[Opening Input data section]

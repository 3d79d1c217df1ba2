//! Context threaded through every command: config, the R session, the host.

use std::{
    path::{Path, PathBuf},
    sync::Arc,
};

use anyhow::{Context, Result};

use crate::{
    commands::Command,
    config::Config,
    document::Editor,
    events::EditorEvent,
    handlers,
    host::{Host, TerminalHost},
    integration,
    lint::Linter,
    preview::Previewer,
    process::{r::RTerminalFactory, FocusPolicy, Session},
    scratch,
};

pub struct Extension {
    pub config: Config,
    pub session: Session,
    pub host: Arc<dyn Host>,
    pub previewer: Previewer,
    pub linter: Linter,
    pub workspace: PathBuf,
}

impl Extension {
    pub fn new(
        config: Config,
        session: Session,
        host: Arc<dyn Host>,
        previewer: Previewer,
        workspace: PathBuf,
    ) -> Self {
        let linter = Linter::from_config(&config);
        Self { config, session, host, previewer, linter, workspace }
    }

    /// Wire up the real R console, terminal host and platform scratch strategy.
    pub fn from_config(config: Config, workspace: PathBuf) -> Self {
        let session = Session::new(Arc::new(RTerminalFactory::from_config(&config)));
        let host = Arc::new(TerminalHost::from_config(&config));
        let previewer = Previewer::from_config(&config, scratch::for_platform());
        Self::new(config, session, host, previewer, workspace)
    }

    pub fn focus(&self) -> FocusPolicy {
        FocusPolicy::parse(&self.config.source_focus())
    }

    pub fn workspace(&self) -> &Path {
        &self.workspace
    }

    pub async fn execute(&self, command: Command, editor: &mut Editor) -> Result<()> {
        tracing::debug!(%command, "executing");
        match command {
            Command::RunFile => handlers::run::run_file(self, editor, false).await,
            Command::RunFileWithEcho => handlers::run::run_file(self, editor, true).await,
            Command::RunSelection => handlers::run::run_selection(self, editor).await,
            Command::CreateSession => {
                self.session.ensure().await?;
                self.session.show().await;
                Ok(())
            }
            Command::CreateGitignore => {
                let path = integration::create_gitignore(&self.workspace, false)?;
                self.host.show_info(&format!("Created {}", path.display()));
                Ok(())
            }
            Command::RunLinter => {
                let path = editor.document.save()?;
                handlers::lint::lint_and_report(self, &path).await
            }
            Command::InstallLinter => {
                self.host.show_info("Installing lintr...");
                self.linter.install().await.context("lintr installation failed")?;
                self.host.show_info("lintr installed");
                Ok(())
            }
            Command::PreviewDataframe => {
                self.previewer
                    .preview_selection(&self.session, self.host.as_ref(), &self.workspace, editor)
                    .await;
                Ok(())
            }
        }
    }

    pub async fn handle_event(&self, event: EditorEvent) {
        match event {
            EditorEvent::DocumentSaved(path) => {
                if !self.config.get_bool("LINT_ON_SAVE") {
                    return;
                }
                if let Err(e) = handlers::lint::lint_and_report(self, &path).await {
                    self.host.show_warning(&format!("Linting failed: {e:#}"));
                }
            }
            EditorEvent::SessionClosed => self.session.on_closed().await,
        }
    }
}
//! Workspace scaffolding: an R-flavoured `.gitignore`.

use std::fs::OpenOptions;
use std::io::Write;
use std::path::{Path, PathBuf};

use anyhow::{bail, Context, Result};

const R_GITIGNORE: &str = r#"# History files
.Rhistory
.Rapp.history

# Session Data files
.RData
.RDataTmp

# User-specific files
.Ruserdata

# Example code in package build process
*-Ex.R

# Output files from R CMD build
/*.tar.gz

# Output files from R CMD check
/*.Rcheck/

# RStudio files
.Rproj.user/

# produced vignettes
vignettes/*.html
vignettes/*.pdf

# OAuth2 token, see https://github.com/hadley/httr/releases/tag/v0.3
.httr-oauth

# knitr and R markdown default cache directories
*_cache/
/cache/

# Temporary files created by R markdown
*.utf8.md
*.knit.md

# R Environment Variables
.Renviron

# pkgdown site
docs/

# translation temp files
po/*~

# rbridge scratch directory
.tmp/
tmp/
"#;

/// Write the template to `<workspace>/.gitignore`; refuse to clobber unless `force`.
pub fn create_gitignore(workspace: &Path, force: bool) -> Result<PathBuf> {
    let path = workspace.join(".gitignore");
    if path.exists() && !force {
        bail!(".gitignore already exists in {}", workspace.display());
    }
    write_file(&path, R_GITIGNORE)
        .with_context(|| format!("Failed to write {}", path.display()))?;
    tracing::info!(path = %path.display(), "wrote .gitignore");
    Ok(path)
}

fn write_file(path: &Path, content: &str) -> Result<()> {
    let mut f = OpenOptions::new().create(true).write(true).truncate(true).open(path)?;
    f.write_all(content.as_bytes())?;
    Ok(())
}
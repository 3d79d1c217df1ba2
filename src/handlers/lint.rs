//! Reporting lintr results to the host.

use std::path::Path;

use anyhow::Result;

use crate::{extension::Extension, lint::Severity};

pub async fn lint_and_report(ext: &Extension, path: &Path) -> Result<()> {
    let diagnostics = ext.linter.lint(path).await?;
    if diagnostics.is_empty() {
        ext.host.show_info(&format!("{}: no lints", path.display()));
        return Ok(());
    }
    for d in &diagnostics {
        match d.severity {
            Severity::Error => ext.host.show_error(&d.to_string()),
            Severity::Warning => ext.host.show_warning(&d.to_string()),
            Severity::Style => ext.host.show_info(&d.to_string()),
        }
    }
    Ok(())
}
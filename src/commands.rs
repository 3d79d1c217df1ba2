//! Palette commands and their ids.

use std::{fmt, str::FromStr};

use anyhow::{anyhow, Error};

#[derive(Debug, Clone, Copy, PartialEq, Eq, Hash)]
pub enum Command {
    RunFile,
    RunFileWithEcho,
    RunSelection,
    CreateSession,
    CreateGitignore,
    RunLinter,
    InstallLinter,
    PreviewDataframe,
}

impl Command {
    pub const ALL: [Command; 8] = [
        Command::RunFile,
        Command::RunFileWithEcho,
        Command::RunSelection,
        Command::CreateSession,
        Command::CreateGitignore,
        Command::RunLinter,
        Command::InstallLinter,
        Command::PreviewDataframe,
    ];

    pub fn id(self) -> &'static str {
        match self {
            Command::RunFile => "r.runSource",
            Command::RunFileWithEcho => "r.runSourcewithEcho",
            Command::RunSelection => "r.runSelection",
            Command::CreateSession => "r.createRTerm",
            Command::CreateGitignore => "r.createGitignore",
            Command::RunLinter => "r.lintr",
            Command::InstallLinter => "r.installLintr",
            Command::PreviewDataframe => "r.previewDataframe",
        }
    }

    /// Short name accepted at the console prompt.
    pub fn alias(self) -> &'static str {
        match self {
            Command::RunFile => "source",
            Command::RunFileWithEcho => "echo",
            Command::RunSelection => "run",
            Command::CreateSession => "term",
            Command::CreateGitignore => "gitignore",
            Command::RunLinter => "lint",
            Command::InstallLinter => "install-lintr",
            Command::PreviewDataframe => "view",
        }
    }

    pub fn description(self) -> &'static str {
        match self {
            Command::RunFile => "Save and source the file",
            Command::RunFileWithEcho => "Save and source the file with echo",
            Command::RunSelection => "Send the selection or current line, then move down",
            Command::CreateSession => "Start an R console if none is running",
            Command::CreateGitignore => "Write an R .gitignore to the workspace",
            Command::RunLinter => "Lint the file with lintr",
            Command::InstallLinter => "Install lintr from CRAN",
            Command::PreviewDataframe => "Preview the selected data frame",
        }
    }
}

impl fmt::Display for Command {
    fn fmt(&self, f: &mut fmt::Formatter<'_>) -> fmt::Result {
        f.write_str(self.id())
    }
}

impl FromStr for Command {
    type Err = Error;

    fn from_str(s: &str) -> Result<Self, Self::Err> {
        Command::ALL
            .into_iter()
            .find(|c| c.id() == s || c.alias() == s)
            .ok_or_else(|| anyhow!("unknown command: {s}"))
    }
}

#[cfg(test)]
mod tests {
    use super::*;

    #[test]
    fn ids_and_aliases_resolve() {
        for c in Command::ALL {
            assert_eq!(c.id().parse::<Command>().unwrap(), c);
            assert_eq!(c.alias().parse::<Command>().unwrap(), c);
        }
        assert!("r.unknown".parse::<Command>().is_err());
    }
}
//! Logging configuration types.

use serde::{Deserialize, Serialize};

/// Log level.
#[derive(Debug, Clone, Copy, Serialize, Deserialize, PartialEq, Eq, Default)]
#[serde(rename_all = "lowercase")]
pub enum LogLevel {
    Trace,
    Debug,
    #[default]
    Info,
    Warn,
    Error,
}

impl LogLevel {
    pub fn as_str(self) -> &'static str {
        match self {
            LogLevel::Trace => "trace",
            LogLevel::Debug => "debug",
            LogLevel::Info => "info",
            LogLevel::Warn => "warn",
            LogLevel::Error => "error",
        }
    }

    /// `tracing_subscriber` filter directive covering the beacon crates.
    pub fn directive(self) -> String {
        let level = self.as_str();
        format!("beacon={level},beacon_chat={level},beacon_config={level}")
    }
}

/// Logging configuration.
#[derive(Debug, Clone, PartialEq, Eq, Serialize, Deserialize, Default)]
#[serde(default)]
pub struct LoggingConfig {
    pub level: LogLevel,
}
//! reqwest-backed transport for the dashboard backend.

use async_trait::async_trait;
use beacon_common::BeaconError;
use serde::Deserialize;
use tracing::{debug, warn};

use crate::settings::ChatSettings;

use super::{AskRequest, AskTransport, TransportError};

pub const ASK_PATH: &str = "/api/chat/ask";

/// HTTP client for `POST {base_url}/api/chat/ask`.
///
/// No overall request timeout is configured here; the request manager
/// enforces it so a timeout can be told apart from a transport failure.
pub struct HttpTransport {
    endpoint: String,
    http: reqwest::Client,
}

#[derive(Debug, Deserialize)]
struct AskReply {
    reply: Option<String>,
    #[serde(default)]
    meta: Option<serde_json::Value>,
}

#[derive(Debug, Deserialize)]
struct ErrorBody {
    detail: Option<serde_json::Value>,
}

impl HttpTransport {
    pub fn new(settings: &ChatSettings) -> Result<Self, BeaconError> {
        let http = reqwest::Client::builder()
            .connect_timeout(settings.connect_timeout)
            .build()
            .map_err(|e| BeaconError::Network(format!("failed to build HTTP client: {e}")))?;
        Ok(Self {
            endpoint: endpoint_for(&settings.base_url),
            http,
        })
    }

    pub fn endpoint(&self) -> &str {
        &self.endpoint
    }
}

fn endpoint_for(base_url: &str) -> String {
    format!("{}{ASK_PATH}", base_url.trim_end_matches('/'))
}

/// FastAPI puts a string in `detail`, validation failures put a list.
fn detail_text(detail: serde_json::Value) -> Option<String> {
    match detail {
        serde_json::Value::Null => None,
        serde_json::Value::String(s) if s.is_empty() => None,
        serde_json::Value::String(s) => Some(s),
        other => Some(other.to_string()),
    }
}

#[async_trait]
impl AskTransport for HttpTransport {
    async fn ask(&self, request: &AskRequest) -> Result<String, TransportError> {
        debug!(
            endpoint = %self.endpoint,
            history = request.history.len(),
            "ask request"
        );

        let response = self
            .http
            .post(&self.endpoint)
            .json(request)
            .send()
            .await
            .map_err(|e| TransportError::Network(e.to_string()))?;

        let status = response.status();
        if !status.is_success() {
            let detail = response
                .json::<ErrorBody>()
                .await
                .ok()
                .and_then(|body| body.detail)
                .and_then(detail_text);
            warn!(status = status.as_u16(), detail = ?detail, "ask endpoint returned an error");
            return Err(TransportError::Http {
                status: status.as_u16(),
                detail,
            });
        }

        let body: AskReply = response
            .json()
            .await
            .map_err(|e| TransportError::Network(e.to_string()))?;

        if let Some(meta) = &body.meta {
            debug!(%meta, "ask reply metadata");
        }

        match body.reply {
            Some(reply) if !reply.is_empty() => Ok(reply),
            _ => Err(TransportError::Network("empty response".into())),
        }
    }
}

[Closing Input data section]

Lines that hold "unwrap" are the ones to copy, so pick each out from the data.

Expected answer
            assert_eq!(c.id().parse::<Command>().unwrap(), c);
            assert_eq!(c.alias().parse::<Command>().unwrap(), c);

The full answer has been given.